Coal—a substance that destroys the planet if burned in Australia but becomes cheap, efficient energy if burned in India or China.
Costing—something you don’t need to know until after the election (see Trust).
Cut—an increase in spending by the wrong political party; e.g. when a Coalition government increases health spending from $61 billion (last Labor budget, 2012-13) to $81 billion (2019-20 Coalition budget) this is counts as a cut.
Dividend imputation credits—either [a] an attempt to rip off the nation by nasty, self-funded retirees; or [b] an attempt to tax the same profits twice: first in the hands of the company’s accountants then again in the hands of investors.
Electric cars—[a] vehicles not going anywhere, parked by the side of the road plugged into power poles; [b] the reason for the failure of the electricity grid when everyone tries to charge their batteries over night.
Fair go—policy believed by every political party opposed to an unfair go.
Giving someone else a go—what politicians do at news conferences to avoid awkward questions.
Independent umpire, the—the Fair Work Commission which was set up Labor and then cut some weekend penalty rates (some umpires are just too damned independent).
Inner city voters—bicycle riding, latte drinking, basket weaving, vegans who must not be upset at any price (see Outer suburban voters) even though their votes are already locked in for the Greens.
Inquiry, we will hold an—election promise that doesn’t require [a] doing anything, or [b] spending money.
Islam—politically correct religion; especially when congregated in marginal electorates (see Marginal seats).

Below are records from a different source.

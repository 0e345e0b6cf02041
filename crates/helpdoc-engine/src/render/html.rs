use super::{CodeListing, DocContext, Markup, ModuleInfo, RenderOptions, Renderer, TextRenderer};

const STYLESHEET: &str = "http://www.petercorke.com/RVC/common/toolboxhelp.css";

/// Standalone or embeddable HTML help pages.
#[derive(Debug, Default)]
pub struct HtmlRenderer {
    options: RenderOptions,
    out: String,
    titlebar: bool,
    see_also_count: usize,
}

impl HtmlRenderer {
    pub fn new(options: RenderOptions) -> Self {
        Self {
            options,
            ..Self::default()
        }
    }

    fn footer(&self) -> String {
        let mut out = String::from("<hr>\n");
        if let Some(toolbox) = &self.options.toolbox {
            out.push_str(&format!(
                "<p class=\"copy\"><a href=\"{}\">{}</a></p>\n",
                html_escape::encode_double_quoted_attribute(&toolbox.url),
                html_escape::encode_text(&toolbox.name)
            ));
        }
        out
    }
}

fn page_header(name: &str) -> String {
    let name = html_escape::encode_text(name);
    format!(
        concat!(
            "<html>\n",
            "  <head>\n",
            "    <meta http-equiv=\"Content-Type\" content=\"text/html; charset=utf-8\">\n",
            "    <link rel=\"stylesheet\" href=\"{}\">\n",
            "    <title>{}</title>\n",
            "  </head>\n",
            "  <body>\n",
        ),
        STYLESHEET, name
    )
}

/// One listing line: spaces kept with `&nbsp;`, the trailing comment in blue.
fn listing_line(line: &str) -> String {
    let line = html_escape::encode_text(line);
    let (code, comment) = line.split_at(line.find('%').unwrap_or(line.len()));
    let mut out = code.replace(' ', "&nbsp;");
    if !comment.is_empty() {
        out.push_str(&format!(
            "<span style=\"color:blue\">{}</span>",
            comment.replace(' ', "&nbsp;")
        ));
    }
    out
}

impl CodeListing for HtmlRenderer {
    fn code_listing(&self, name: &str, source: &str) -> String {
        let mut out = page_header(name);
        out.push_str(&format!("<h1>{}</h1>\n", html_escape::encode_text(name)));
        out.push_str("<table class=\"codelistingtable\">\n");
        for (number, line) in source.lines().enumerate() {
            out.push_str(&format!(
                concat!(
                    "<tr><td class=\"codelistingnum\">{}</td>",
                    "<td><pre class=\"codelistingcode\">{}</pre></td></tr>\n"
                ),
                number + 1,
                listing_line(line)
            ));
        }
        out.push_str("</table>\n");
        out.push_str(&self.footer());
        out.push_str("</body></html>\n");
        out
    }
}

impl Markup for HtmlRenderer {
    fn escape(&self, text: &str) -> String {
        html_escape::encode_text(text).replace('^', "&circ;")
    }

    fn emph_function(&self, word: &str) -> String {
        format!("<span style=\"color:red\">{word}</span>")
    }

    fn emph_variable(&self, word: &str) -> String {
        format!("<strong>{word}</strong>")
    }
}

impl Renderer for HtmlRenderer {
    fn module_start(&mut self, _ctx: &DocContext, info: &ModuleInfo<'_>) {
        self.titlebar = info.titlebar;
        if info.titlebar {
            self.out.push_str(&page_header(info.name));
        }

        let name = html_escape::encode_text(info.name);
        match info.tag {
            Some(tag) => self.out.push_str(&format!(
                "<a name=\"{}\"><h1>{name}</h1></a>\n",
                html_escape::encode_double_quoted_attribute(tag)
            )),
            None => self.out.push_str(&format!("<h1>{name}</h1>\n")),
        }
        self.out.push_str(&format!(
            "<p><span class=\"helptopic\">{}</span></p>\n",
            html_escape::encode_text(info.description())
        ));
    }

    fn module_end(&mut self) {
        let footer = self.footer();
        self.out.push_str(&footer);
        if self.titlebar {
            self.out.push_str("</body></html>\n");
        }
    }

    fn heading(&mut self, _ctx: &DocContext, text: &str) {
        self.out
            .push_str(&format!("<h2>{}</h2>\n", html_escape::encode_text(text)));
    }

    fn paragraph_start(&mut self) {
        self.out.push_str("<p>\n");
    }

    fn paragraph_line(&mut self, ctx: &DocContext, text: &str, signature: &str) {
        if !signature.is_empty() {
            self.out.push_str(&format!(
                "<code>{}</code>",
                html_escape::encode_text(signature.trim())
            ));
        }
        let text = self.transform(ctx, text);
        self.out.push_str(&text);
        self.out.push('\n');
    }

    fn paragraph_end(&mut self) {
        self.out.push_str("</p>\n");
    }

    fn code_start(&mut self) {
        self.out
            .push_str("<pre style=\"width: 90%;\" class=\"examples\">\n");
    }

    fn code_line(&mut self, text: &str) {
        let text = html_escape::encode_text(text).replace(' ', "&nbsp;");
        self.out.push_str(&text);
        self.out.push('\n');
    }

    fn code_end(&mut self) {
        self.out.push_str("</pre>\n");
    }

    fn table_start(&mut self) {
        self.out.push_str("<table class=\"list\">\n");
    }

    fn table_row(&mut self, ctx: &DocContext, col1: &str, col2: &str) {
        let col2 = self.transform(ctx, col2);
        self.out.push_str(&format!(
            "  <tr><td style=\"white-space: nowrap;\" class=\"col1\">{}</td> <td>{col2}</td></tr>\n",
            html_escape::encode_text(col1)
        ));
    }

    fn table_separator(&mut self) {
        self.out.push_str("  <tr></tr>\n");
    }

    fn table_end(&mut self) {
        self.out.push_str("</table>\n");
    }

    fn list_start(&mut self) {
        self.out.push_str("<ul>\n");
    }

    fn list_item(&mut self, ctx: &DocContext, text: &str) {
        let text = self.transform(ctx, text);
        self.out.push_str(&format!("  <li>{text}</li>\n"));
    }

    fn list_end(&mut self) {
        self.out.push_str("</ul>\n");
    }

    fn see_also_start(&mut self) {
        self.out.push_str("<p>\n");
        self.see_also_count = 0;
    }

    fn see_also_entry(&mut self, name: &str) {
        if self.see_also_count > 0 {
            self.out.push_str(", ");
        }
        self.out.push_str(&format!(
            "<a href=\"{}.html\">{}</a>",
            html_escape::encode_double_quoted_attribute(name),
            html_escape::encode_text(name)
        ));
        self.see_also_count += 1;
    }

    fn see_also_end(&mut self) {
        self.out.push_str("\n</p>\n");
    }
}

impl TextRenderer for HtmlRenderer {
    fn finish(self) -> String {
        self.out
    }
}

Left wing—the meaning depends entirely on the speaker: either [a] warm, lovely humanitarians; or [b] social engineering cultural Marxists (see also Right wing).
Living wage—opposite of a dead wage (i.e. money paid to residents of cemeteries).

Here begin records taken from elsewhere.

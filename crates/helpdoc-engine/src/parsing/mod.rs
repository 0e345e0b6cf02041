//! # Help Comment Parsing
//!
//! Recovers the implicit structure of a plain-text help comment and replays
//! it as renderer calls.
//!
//! - **`reader`**: leader stripping, line classification and continuation merging
//! - **`chunks`**: line kinds, the classifier rule table and the chunk aggregator
//! - **`signature`**: call fragments at the start of paragraphs
//! - **`xref`**: see-also name splitting and casing recovery

pub mod chunks;
pub mod error;
pub mod reader;
pub mod signature;
pub mod xref;

#[cfg(test)]
mod tests;

pub use error::FormatError;
pub use reader::LeaderMode;

use chunks::ChunkAggregator;

use crate::{
    registry::NameResolver,
    render::{DocContext, Renderer},
};

/// What the caller knows about the document being formatted.
#[derive(Debug, Clone, PartialEq, Eq)]
pub struct DocRequest {
    pub function_name: String,
    /// Enclosing class, for methods documented inside a class folder.
    pub class_name: Option<String>,
    /// Anchor name for renderers that support one.
    pub tag: Option<String>,
    pub titlebar: bool,
    pub mode: LeaderMode,
}

impl DocRequest {
    pub fn new(function_name: impl Into<String>) -> Self {
        Self {
            function_name: function_name.into(),
            class_name: None,
            tag: None,
            titlebar: true,
            mode: LeaderMode::default(),
        }
    }

    pub fn with_class(mut self, class_name: Option<String>) -> Self {
        self.class_name = class_name;
        self
    }

    pub fn with_tag(mut self, tag: impl Into<String>) -> Self {
        self.tag = Some(tag.into());
        self
    }

    pub fn with_titlebar(mut self, titlebar: bool) -> Self {
        self.titlebar = titlebar;
        self
    }

    pub fn with_mode(mut self, mode: LeaderMode) -> Self {
        self.mode = mode;
        self
    }

    /// A method documented inside a class other than itself.
    pub fn is_member(&self) -> bool {
        self.class_name
            .as_deref()
            .is_some_and(|class| class != self.function_name)
    }
}

/// Formats one help comment into `renderer`.
///
/// Returns the document's final context (the variables collected from call
/// signatures). An empty or whitespace-only document produces no calls.
pub fn format_document<N, R>(
    doc: &str,
    request: &DocRequest,
    resolver: &N,
    renderer: &mut R,
) -> Result<DocContext, FormatError>
where
    N: NameResolver + ?Sized,
    R: Renderer + ?Sized,
{
    if doc.trim().is_empty() {
        log::debug!("{}: empty document", request.function_name);
        return Ok(DocContext::new(
            request.function_name.as_str(),
            request.class_name.as_deref(),
        ));
    }
    ChunkAggregator::new(doc, request, resolver, renderer).run()
}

Listening—[a] what politicians say they are doing to the electorate; [b] what a politician appears to be doing while trying to think of what to say next.
Magic pudding—tax payers’ hip pockets (inspired by Norman Lindsay’s children’s classic of the same the name about the “cut and come again” pudding that is inexhaustible).
Marginal seats—to be wooed and won (as in “This election will be decided in…”).
Minor party—every circus needs someone to do the pratfalls and slapstick comedy: the preferential system was invented to ensure there would always be minor parties, and micro parties, to provide the fun and colour.
Notoriety—the reason your political opponent gets so much attention (as in “I am famous, he is notorious”).
Outer suburban voters—mum, dad and the kids who don’t understand what’s bothering the bicycle riding, latte drinking, basket weaving, inner city vegans.
Pre-polling—getting it over and done with (so we can get on with real life).
Respect—what a politician feels for party members who support them in caucus.
Right wing— the meaning depends entirely on the speaker: either [a] cruel, hard-hearted oppressors; or [b] evidence-based common sense thinkers (see also Left wing).
Safe seats—safe to ignore (the sheep that have never strayed from the paddock).
Signature policy—a colourful flourish, a swirl of the pen, that looks nice from a distance (and we’ll work out the details after we’re elected).
Taxation—the way governments raise money: taxpayers go in as pigs and come out as sausages.
Twitter—the home of unhappy people with limited vocabulary but unlimited vitriol.
Trust—a mystical substance that has recently been lost, stolen or strayed (search parties are combing the landscape and political parties are helping police with their enquiries).
Vegan—extremely unpleasant diet that will starve you of protein but save the planet (you’ve got to get your priorities right).